Please find every line below that includes "static" and report how many there are. Nothing else is needed.
-------- Entries supplied
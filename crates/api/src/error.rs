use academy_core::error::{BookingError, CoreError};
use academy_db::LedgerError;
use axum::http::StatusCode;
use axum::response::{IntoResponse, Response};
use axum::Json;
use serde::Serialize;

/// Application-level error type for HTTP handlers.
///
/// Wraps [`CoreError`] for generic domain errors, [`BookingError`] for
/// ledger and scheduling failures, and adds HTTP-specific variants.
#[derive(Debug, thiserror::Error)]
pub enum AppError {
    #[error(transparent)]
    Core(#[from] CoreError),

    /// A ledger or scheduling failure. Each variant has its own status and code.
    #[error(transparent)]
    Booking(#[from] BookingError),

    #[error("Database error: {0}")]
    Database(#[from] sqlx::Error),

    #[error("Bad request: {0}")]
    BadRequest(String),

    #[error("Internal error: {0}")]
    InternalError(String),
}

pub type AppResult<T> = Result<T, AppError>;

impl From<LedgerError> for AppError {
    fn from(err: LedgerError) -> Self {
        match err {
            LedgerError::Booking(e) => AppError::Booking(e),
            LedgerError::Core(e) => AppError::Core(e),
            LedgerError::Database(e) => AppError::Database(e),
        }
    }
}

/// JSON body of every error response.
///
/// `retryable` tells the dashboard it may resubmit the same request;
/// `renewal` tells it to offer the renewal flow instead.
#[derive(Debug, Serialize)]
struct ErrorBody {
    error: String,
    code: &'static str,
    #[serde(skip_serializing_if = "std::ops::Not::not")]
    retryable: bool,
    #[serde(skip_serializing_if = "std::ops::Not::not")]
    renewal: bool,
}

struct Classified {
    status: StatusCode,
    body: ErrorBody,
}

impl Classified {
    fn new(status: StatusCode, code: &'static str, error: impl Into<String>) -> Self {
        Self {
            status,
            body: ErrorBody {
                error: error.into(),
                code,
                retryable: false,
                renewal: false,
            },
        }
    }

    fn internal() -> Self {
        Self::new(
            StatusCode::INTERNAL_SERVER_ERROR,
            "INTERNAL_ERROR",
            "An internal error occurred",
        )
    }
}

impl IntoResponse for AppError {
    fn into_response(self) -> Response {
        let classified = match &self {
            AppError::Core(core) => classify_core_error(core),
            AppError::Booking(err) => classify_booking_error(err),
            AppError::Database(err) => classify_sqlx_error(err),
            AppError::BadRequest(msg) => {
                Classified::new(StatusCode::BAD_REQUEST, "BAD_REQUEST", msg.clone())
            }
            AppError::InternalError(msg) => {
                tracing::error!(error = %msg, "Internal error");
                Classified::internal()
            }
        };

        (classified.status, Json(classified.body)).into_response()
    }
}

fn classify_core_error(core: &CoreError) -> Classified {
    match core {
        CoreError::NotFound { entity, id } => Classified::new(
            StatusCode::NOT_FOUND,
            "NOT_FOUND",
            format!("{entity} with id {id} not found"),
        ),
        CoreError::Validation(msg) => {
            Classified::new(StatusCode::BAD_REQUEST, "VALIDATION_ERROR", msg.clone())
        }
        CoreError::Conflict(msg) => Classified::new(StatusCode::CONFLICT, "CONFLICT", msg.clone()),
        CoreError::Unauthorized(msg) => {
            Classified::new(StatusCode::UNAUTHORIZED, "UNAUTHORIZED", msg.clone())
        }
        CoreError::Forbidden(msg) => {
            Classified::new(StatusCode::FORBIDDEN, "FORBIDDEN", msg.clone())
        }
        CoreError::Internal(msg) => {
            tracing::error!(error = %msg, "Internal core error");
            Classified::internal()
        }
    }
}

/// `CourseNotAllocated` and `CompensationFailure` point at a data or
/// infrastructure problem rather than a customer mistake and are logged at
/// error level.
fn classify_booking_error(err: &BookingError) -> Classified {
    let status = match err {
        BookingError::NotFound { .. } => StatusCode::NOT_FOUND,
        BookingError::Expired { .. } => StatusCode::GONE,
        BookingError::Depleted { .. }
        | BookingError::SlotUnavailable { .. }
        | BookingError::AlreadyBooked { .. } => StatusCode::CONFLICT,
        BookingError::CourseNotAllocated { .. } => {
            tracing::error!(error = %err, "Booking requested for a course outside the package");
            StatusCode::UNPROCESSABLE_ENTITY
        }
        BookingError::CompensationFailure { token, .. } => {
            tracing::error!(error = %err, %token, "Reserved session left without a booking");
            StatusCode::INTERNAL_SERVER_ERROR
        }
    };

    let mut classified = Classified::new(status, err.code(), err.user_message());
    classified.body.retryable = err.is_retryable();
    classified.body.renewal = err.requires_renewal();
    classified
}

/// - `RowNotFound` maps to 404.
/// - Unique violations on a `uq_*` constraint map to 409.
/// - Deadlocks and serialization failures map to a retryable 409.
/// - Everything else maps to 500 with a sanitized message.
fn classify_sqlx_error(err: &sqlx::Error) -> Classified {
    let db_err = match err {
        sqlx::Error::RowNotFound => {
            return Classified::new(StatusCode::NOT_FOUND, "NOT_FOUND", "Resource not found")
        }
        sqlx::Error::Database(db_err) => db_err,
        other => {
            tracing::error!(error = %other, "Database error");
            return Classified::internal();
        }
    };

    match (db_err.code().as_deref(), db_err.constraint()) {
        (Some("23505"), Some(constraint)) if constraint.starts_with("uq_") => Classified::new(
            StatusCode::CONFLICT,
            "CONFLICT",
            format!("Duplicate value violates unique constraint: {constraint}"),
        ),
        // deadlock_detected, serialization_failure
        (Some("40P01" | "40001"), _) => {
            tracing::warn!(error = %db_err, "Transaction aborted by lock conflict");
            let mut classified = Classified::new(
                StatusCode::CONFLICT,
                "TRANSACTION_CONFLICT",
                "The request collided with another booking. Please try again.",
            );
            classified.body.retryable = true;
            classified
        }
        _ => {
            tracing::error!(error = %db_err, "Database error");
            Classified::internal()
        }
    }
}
----------------
▸ **Response to the task**
2